Disabling content See Actioning content.

Disabling accounts See Actioning accounts.

Down-ranking See Actioning content.

Government legal requirements See Detection and moderation, Detection, Reactive.

Government referrals See Detection and moderation, Detection, Reactive.

Hash – A hash is a unique identifier, often likened to a signature or a fingerprint, that can be created from a digital image or video.

Hiding See Actioning content.

Internet Referral Unit See Detection and moderation, Detection, Reactive.

Livestream – To livestream is to use a content-sharing service to record and broadcast audio-visual content of an event in real-time.
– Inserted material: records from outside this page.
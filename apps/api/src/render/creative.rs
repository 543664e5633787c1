//! Creative: tall primary header with the name split over two lines and an
//! optional round photo, then a 7/12 narrative column and a 5/12 column with
//! dot ratings.

use crate::layout::page::PAGE_WIDTH_PX;
use crate::models::{ResumeData, TemplateKind};
use crate::render::column::Column;
use crate::render::context::RenderContext;
use crate::render::sections::{self, SectionLook, SkillIndicator};
use crate::render::surface::{Element, Section, Surface};
use crate::render::TemplateRenderer;
use crate::style::Rgb;

const PAD: f32 = 32.0;
const GUTTER: f32 = 32.0;
const PHOTO: f32 = 120.0;

pub struct CreativeTemplate;

impl TemplateRenderer for CreativeTemplate {
    fn kind(&self) -> TemplateKind {
        TemplateKind::Creative
    }

    fn render(&self, data: &ResumeData, ctx: &RenderContext) -> Surface {
        let mut surface = Surface::new(self.kind(), ctx.palette.background);
        let info = &data.personal_info;
        let photo = info.profile_image();

        let text_width = PAGE_WIDTH_PX - 2.0 * PAD - if photo.is_some() { PHOTO + GUTTER } else { 0.0 };
        let mut header_text = Surface::new(self.kind(), ctx.palette.background);
        let mut header = Column::new(PAD, 48.0, text_width);
        let name_style = ctx.heading(36.0, Rgb::WHITE);
        header.text(&mut header_text, info.first_name.trim(), name_style);
        header.text(&mut header_text, info.last_name.trim(), name_style);
        header.gap(12.0);
        header.text(&mut header_text, &info.title, ctx.body(20.0, Rgb::WHITE.mix(ctx.palette.primary, 0.1)));
        header.gap(20.0);
        let contacts = sections::contact_lines(info);
        if !contacts.is_empty() {
            surface.mark_section(Section::Contact);
        }
        for line in contacts {
            header.text(&mut header_text, line, ctx.body(14.0, Rgb::WHITE));
        }
        let band_height = (header.y + 48.0).max(if photo.is_some() { PHOTO + 96.0 } else { 0.0 });

        surface.rect(0.0, 0.0, PAGE_WIDTH_PX, band_height, ctx.palette.primary);
        surface.rect(0.0, band_height, PAGE_WIDTH_PX, 6.0, ctx.palette.accent);
        for element in header_text.elements() {
            surface.push(element.clone());
        }
        if let Some(source) = photo {
            surface.push(Element::Image {
                x: PAGE_WIDTH_PX - PAD - PHOTO,
                y: 48.0,
                width: PHOTO,
                height: PHOTO,
                source: source.to_string(),
                circular: true,
            });
        }

        let look = SectionLook {
            heading_size: 20.0,
            heading_color: ctx.palette.primary,
            heading_rule: Some(ctx.palette.accent),
            skill_indicator: SkillIndicator::Dots,
            spacing: 32.0,
        };

        let inner = PAGE_WIDTH_PX - 2.0 * PAD;
        let unit = (inner - GUTTER) / 12.0;
        let body_top = band_height + 6.0 + PAD;
        let mut left = Column::new(PAD, body_top, 7.0 * unit);
        let mut right = Column::new(PAD + 7.0 * unit + GUTTER, body_top, 5.0 * unit);

        sections::summary(&mut left, &mut surface, ctx, data, &look);
        sections::experience(&mut left, &mut surface, ctx, data, &look);

        sections::skills(&mut right, &mut surface, ctx, data, &look);
        sections::education(&mut right, &mut surface, ctx, data, &look);
        sections::languages(&mut right, &mut surface, ctx, data, &look);
        sections::certifications(&mut right, &mut surface, ctx, data, &look);

        surface.fit_to(left.y.max(right.y), PAD);
        surface
    }
}
use axum::{
    extract::{Path, State},
    http::StatusCode,
    Json,
};
use serde::Deserialize;
use uuid::Uuid;

use crate::errors::AppError;
use crate::models::{ResumeData, ResumePatch, SavedResume};
use crate::state::AppState;

// ────────────────────────────────────────────────────────────────────────────
// Request types
// ────────────────────────────────────────────────────────────────────────────

#[derive(Debug, Deserialize)]
#[serde(rename_all = "camelCase")]
pub struct SaveResumeRequest {
    pub resume_data: ResumeData,
    #[serde(default)]
    pub title: Option<String>,
}

// ────────────────────────────────────────────────────────────────────────────
// Handlers
// ────────────────────────────────────────────────────────────────────────────

/// POST /api/v1/resumes
pub async fn handle_save(
    State(state): State<AppState>,
    Json(body): Json<SaveResumeRequest>,
) -> Result<(StatusCode, Json<SavedResume>), AppError> {
    let saved = state.repo.save(body.resume_data, body.title)?;
    Ok((StatusCode::CREATED, Json(saved)))
}

/// GET /api/v1/resumes
pub async fn handle_list(State(state): State<AppState>) -> Result<Json<Vec<SavedResume>>, AppError> {
    Ok(Json(state.repo.list()?))
}

/// GET /api/v1/resumes/:id
pub async fn handle_get(
    State(state): State<AppState>,
    Path(id): Path<Uuid>,
) -> Result<Json<SavedResume>, AppError> {
    state
        .repo
        .get_by_id(id)?
        .map(Json)
        .ok_or_else(|| AppError::NotFound(format!("Resume {id} not found")))
}

/// PATCH /api/v1/resumes/:id
pub async fn handle_update(
    State(state): State<AppState>,
    Path(id): Path<Uuid>,
    Json(patch): Json<ResumePatch>,
) -> Result<Json<SavedResume>, AppError> {
    state
        .repo
        .update(id, patch)?
        .map(Json)
        .ok_or_else(|| AppError::NotFound(format!("Resume {id} not found")))
}

/// DELETE /api/v1/resumes/:id
pub async fn handle_delete(
    State(state): State<AppState>,
    Path(id): Path<Uuid>,
) -> Result<StatusCode, AppError> {
    if state.repo.delete(id)? {
        Ok(StatusCode::NO_CONTENT)
    } else {
        Err(AppError::NotFound(format!("Resume {id} not found")))
    }
}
The transmitted content itself is also known as a livestream.

Moderation See Detection and moderation, Moderation.

Notification See Actioning content.

Online community reports See Detection and moderation, Detection, Reactive.

Online or digital tooling – A function, plug-in, or mechanism used to facilitate a particular action or service on a given platform, device or site.

Providing reasons – A content-sharing service may provide a statement of reasons (such as violating or not violating company guidelines) to the user who reported certain content, requested a review, or posted the content, as well as any other user(s) affected and/or the broader community.

Quarantining See Actioning content.

Real-world terrorist or violent extremist event with direct online implications See Detection and moderation, Detection, Reactive.

Removing See Actioning content.

Restoring – Restoring and/or reversing actions taken on content or accounts.

Suspending See Actioning accounts.

Terrorist and violent extremist content (TVEC) – Content refers to any type of digital information, such as text, video, audio and pictures, and the scope of the VTRF is limited to terrorist and violent extremist content (TVEC). As noted in the Origin and Aims section of the VTRF, there is no universally accepted definition of terrorism or violent extremism, nor, by extension, of terrorist and violent extremist content, and no definition is delineated or endorsed here. Instead, that section provides general examples of different approaches that have been taken by different online content-sharing services in defining TVEC, and the metrics ask companies to provide transparency over how they understand the term and any significant updates to that understanding during the reporting period.

Tooling See Online or digital tooling.

Trusted notifiers See Detection and moderation, Detection, Reactive.

User-generated content – User-generated content is content created, uploaded or shared by a content-sharing service’s users.